*** Opening Supplied entries ***

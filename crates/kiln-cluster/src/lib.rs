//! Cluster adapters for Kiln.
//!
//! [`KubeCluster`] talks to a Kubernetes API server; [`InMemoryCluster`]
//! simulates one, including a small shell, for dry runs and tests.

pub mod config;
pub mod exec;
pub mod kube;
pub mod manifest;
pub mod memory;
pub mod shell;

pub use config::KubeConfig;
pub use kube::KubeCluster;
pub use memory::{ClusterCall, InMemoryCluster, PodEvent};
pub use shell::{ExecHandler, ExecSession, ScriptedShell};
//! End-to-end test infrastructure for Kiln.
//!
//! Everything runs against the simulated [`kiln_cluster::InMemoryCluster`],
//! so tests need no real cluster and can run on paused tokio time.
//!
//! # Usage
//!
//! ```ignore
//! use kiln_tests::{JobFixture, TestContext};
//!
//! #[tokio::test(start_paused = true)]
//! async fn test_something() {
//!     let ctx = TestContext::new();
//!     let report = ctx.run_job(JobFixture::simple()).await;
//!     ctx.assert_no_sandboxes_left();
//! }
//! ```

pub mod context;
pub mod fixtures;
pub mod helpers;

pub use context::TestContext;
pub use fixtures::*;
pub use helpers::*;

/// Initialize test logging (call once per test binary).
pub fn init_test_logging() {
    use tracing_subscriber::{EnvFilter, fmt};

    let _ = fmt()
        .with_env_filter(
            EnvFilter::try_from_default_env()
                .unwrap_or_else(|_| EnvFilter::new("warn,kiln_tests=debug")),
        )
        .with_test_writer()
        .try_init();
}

*** Closing Supplied entries ***

Task brief:
Lines holding the string "runs" must be copied out of the entries above.

Solution to this problem:
//! simulates one, including a small shell, for dry runs and tests.
//! Everything runs against the simulated [`kiln_cluster::InMemoryCluster`],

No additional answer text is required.